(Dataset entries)
########################################
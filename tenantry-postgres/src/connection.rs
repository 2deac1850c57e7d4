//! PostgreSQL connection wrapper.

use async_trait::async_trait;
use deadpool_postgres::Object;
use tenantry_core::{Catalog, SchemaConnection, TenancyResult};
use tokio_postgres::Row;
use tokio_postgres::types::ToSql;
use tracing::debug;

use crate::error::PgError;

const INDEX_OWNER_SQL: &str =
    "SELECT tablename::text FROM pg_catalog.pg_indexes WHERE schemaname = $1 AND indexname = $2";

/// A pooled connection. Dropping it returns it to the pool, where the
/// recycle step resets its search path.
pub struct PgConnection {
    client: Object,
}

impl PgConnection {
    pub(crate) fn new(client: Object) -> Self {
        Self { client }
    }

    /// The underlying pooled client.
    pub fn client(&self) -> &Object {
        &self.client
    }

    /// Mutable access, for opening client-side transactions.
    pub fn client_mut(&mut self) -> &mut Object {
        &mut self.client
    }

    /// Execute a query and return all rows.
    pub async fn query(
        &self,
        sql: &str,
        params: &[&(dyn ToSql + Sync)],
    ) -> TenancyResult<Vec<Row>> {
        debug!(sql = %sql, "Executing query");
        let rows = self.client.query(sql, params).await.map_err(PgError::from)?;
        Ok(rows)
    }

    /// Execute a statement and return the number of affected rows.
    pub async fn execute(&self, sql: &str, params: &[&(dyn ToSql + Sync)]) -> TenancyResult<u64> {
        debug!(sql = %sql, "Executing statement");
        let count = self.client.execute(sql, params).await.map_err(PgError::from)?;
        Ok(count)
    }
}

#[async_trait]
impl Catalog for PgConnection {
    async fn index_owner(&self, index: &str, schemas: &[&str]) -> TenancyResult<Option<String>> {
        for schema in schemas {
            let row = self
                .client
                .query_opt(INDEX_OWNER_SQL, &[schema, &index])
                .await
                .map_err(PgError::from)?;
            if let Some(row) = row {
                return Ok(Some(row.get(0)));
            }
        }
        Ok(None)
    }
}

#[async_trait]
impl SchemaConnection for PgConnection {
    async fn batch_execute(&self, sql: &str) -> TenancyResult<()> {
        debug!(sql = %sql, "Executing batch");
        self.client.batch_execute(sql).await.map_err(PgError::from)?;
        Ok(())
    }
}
########################################
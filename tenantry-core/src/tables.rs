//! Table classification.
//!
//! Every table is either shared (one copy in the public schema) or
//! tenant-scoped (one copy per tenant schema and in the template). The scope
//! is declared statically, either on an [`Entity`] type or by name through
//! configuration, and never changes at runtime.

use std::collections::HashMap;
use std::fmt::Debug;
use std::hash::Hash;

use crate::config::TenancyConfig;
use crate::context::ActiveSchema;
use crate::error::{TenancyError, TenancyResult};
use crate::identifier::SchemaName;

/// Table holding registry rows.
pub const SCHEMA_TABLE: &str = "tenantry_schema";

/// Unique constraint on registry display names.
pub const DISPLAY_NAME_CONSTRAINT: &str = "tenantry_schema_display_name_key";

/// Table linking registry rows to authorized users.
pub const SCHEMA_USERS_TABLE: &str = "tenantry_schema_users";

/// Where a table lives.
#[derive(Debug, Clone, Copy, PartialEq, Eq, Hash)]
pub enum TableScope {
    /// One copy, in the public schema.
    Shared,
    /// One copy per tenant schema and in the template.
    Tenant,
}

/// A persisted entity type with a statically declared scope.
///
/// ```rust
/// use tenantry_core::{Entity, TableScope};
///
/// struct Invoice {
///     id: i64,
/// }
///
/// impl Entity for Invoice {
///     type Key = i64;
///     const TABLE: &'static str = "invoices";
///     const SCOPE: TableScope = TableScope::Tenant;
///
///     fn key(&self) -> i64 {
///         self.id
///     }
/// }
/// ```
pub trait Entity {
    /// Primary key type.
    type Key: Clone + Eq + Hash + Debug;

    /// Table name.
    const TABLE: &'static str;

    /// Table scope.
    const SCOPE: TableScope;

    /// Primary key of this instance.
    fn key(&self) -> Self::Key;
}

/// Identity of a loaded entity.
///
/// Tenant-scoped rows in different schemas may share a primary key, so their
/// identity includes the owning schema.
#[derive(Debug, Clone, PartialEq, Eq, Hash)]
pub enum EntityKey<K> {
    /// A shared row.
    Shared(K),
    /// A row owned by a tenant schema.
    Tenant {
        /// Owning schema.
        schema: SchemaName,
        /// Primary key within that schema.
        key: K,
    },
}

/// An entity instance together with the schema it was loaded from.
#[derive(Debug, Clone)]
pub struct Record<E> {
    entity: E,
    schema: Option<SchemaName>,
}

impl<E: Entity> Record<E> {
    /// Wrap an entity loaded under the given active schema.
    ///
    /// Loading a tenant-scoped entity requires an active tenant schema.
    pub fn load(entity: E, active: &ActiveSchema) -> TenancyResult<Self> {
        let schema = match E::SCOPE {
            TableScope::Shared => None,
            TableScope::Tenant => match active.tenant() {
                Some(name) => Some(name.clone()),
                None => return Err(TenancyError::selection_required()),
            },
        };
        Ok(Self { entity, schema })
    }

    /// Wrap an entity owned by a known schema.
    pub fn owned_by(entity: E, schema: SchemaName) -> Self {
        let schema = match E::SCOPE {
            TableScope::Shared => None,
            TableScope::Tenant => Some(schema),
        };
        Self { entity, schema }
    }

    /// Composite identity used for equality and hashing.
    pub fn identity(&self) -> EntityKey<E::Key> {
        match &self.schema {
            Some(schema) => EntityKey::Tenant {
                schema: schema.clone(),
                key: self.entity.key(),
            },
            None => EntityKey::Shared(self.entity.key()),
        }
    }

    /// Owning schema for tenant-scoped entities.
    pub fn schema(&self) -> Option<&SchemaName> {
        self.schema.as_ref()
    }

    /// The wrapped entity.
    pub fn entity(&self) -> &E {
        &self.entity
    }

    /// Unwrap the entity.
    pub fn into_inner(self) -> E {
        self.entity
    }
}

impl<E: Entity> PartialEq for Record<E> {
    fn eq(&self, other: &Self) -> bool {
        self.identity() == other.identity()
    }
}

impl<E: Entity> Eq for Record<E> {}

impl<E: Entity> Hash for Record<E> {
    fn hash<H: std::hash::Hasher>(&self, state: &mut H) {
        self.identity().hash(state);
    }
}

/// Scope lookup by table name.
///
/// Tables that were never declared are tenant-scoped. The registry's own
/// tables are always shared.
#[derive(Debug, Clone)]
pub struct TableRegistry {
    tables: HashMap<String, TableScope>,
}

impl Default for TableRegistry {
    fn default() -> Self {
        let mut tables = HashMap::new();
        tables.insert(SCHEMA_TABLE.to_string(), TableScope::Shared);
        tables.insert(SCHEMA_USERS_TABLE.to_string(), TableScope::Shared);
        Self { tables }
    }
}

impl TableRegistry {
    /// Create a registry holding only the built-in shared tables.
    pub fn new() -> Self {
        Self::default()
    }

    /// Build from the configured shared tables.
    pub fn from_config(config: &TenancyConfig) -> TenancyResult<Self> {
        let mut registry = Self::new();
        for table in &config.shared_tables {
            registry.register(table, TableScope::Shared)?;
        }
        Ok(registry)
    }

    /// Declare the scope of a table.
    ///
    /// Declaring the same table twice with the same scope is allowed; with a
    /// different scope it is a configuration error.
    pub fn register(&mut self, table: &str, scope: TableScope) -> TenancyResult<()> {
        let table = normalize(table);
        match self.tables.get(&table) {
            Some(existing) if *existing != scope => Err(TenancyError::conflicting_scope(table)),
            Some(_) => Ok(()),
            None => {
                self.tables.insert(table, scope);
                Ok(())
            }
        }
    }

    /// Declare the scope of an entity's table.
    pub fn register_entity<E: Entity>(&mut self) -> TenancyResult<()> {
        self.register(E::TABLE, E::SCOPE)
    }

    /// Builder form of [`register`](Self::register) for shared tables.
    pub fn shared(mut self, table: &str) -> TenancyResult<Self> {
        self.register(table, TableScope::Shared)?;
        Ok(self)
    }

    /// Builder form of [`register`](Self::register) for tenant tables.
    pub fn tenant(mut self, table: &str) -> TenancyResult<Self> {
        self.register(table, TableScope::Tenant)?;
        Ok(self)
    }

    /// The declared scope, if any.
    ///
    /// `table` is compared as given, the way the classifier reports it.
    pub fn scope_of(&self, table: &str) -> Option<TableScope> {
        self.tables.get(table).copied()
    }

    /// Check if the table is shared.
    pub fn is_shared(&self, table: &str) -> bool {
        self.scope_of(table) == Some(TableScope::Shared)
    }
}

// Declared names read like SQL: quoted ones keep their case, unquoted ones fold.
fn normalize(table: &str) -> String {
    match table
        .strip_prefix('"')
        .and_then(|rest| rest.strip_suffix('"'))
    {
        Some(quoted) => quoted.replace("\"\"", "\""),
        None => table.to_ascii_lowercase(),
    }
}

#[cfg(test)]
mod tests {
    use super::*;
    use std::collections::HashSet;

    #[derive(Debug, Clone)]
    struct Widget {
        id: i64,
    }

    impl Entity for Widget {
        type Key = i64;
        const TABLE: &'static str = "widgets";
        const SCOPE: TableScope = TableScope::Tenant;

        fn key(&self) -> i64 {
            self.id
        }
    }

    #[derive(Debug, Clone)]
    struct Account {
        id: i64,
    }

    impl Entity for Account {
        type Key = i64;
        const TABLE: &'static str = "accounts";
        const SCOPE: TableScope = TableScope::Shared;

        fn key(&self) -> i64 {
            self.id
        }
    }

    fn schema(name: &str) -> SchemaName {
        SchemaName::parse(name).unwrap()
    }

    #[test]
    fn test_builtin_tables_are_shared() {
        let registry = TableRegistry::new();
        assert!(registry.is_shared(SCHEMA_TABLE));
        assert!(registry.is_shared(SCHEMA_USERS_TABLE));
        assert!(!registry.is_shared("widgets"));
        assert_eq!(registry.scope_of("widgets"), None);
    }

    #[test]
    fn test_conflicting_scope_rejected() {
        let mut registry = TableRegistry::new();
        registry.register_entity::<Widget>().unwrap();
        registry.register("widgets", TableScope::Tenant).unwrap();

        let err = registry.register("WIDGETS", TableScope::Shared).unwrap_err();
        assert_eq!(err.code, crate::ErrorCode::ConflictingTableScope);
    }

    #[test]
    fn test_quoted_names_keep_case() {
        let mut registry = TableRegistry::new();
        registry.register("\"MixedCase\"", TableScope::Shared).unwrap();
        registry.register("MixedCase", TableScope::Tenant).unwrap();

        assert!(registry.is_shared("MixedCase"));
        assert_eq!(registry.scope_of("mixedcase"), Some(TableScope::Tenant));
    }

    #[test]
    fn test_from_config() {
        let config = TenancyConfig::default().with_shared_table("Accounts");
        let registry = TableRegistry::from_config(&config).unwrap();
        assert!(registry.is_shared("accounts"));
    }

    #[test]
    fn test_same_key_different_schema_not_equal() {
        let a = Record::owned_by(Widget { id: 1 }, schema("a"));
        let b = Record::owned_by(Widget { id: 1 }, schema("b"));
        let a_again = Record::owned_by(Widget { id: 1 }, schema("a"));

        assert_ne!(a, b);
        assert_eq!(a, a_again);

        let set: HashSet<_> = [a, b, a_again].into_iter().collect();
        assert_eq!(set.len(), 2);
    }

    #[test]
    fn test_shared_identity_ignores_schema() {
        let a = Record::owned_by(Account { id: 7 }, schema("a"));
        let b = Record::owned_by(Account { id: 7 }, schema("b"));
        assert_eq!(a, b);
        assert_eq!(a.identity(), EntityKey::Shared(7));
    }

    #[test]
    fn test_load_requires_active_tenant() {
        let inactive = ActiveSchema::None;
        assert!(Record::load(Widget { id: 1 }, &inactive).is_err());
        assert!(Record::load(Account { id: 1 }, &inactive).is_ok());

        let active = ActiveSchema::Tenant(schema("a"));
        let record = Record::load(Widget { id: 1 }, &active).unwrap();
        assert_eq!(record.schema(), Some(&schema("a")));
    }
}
########################################
**WORK INSTRUCTION:** Which lines of the data contain the string "crate"? Copy each one.

**ANSWER TO THE PROBLEM:**
use crate::error::PgError;
    pub(crate) fn new(client: Object) -> Self {
use crate::config::TenancyConfig;
use crate::context::ActiveSchema;
use crate::error::{TenancyError, TenancyResult};
use crate::identifier::SchemaName;
        assert_eq!(err.code, crate::ErrorCode::ConflictingTableScope);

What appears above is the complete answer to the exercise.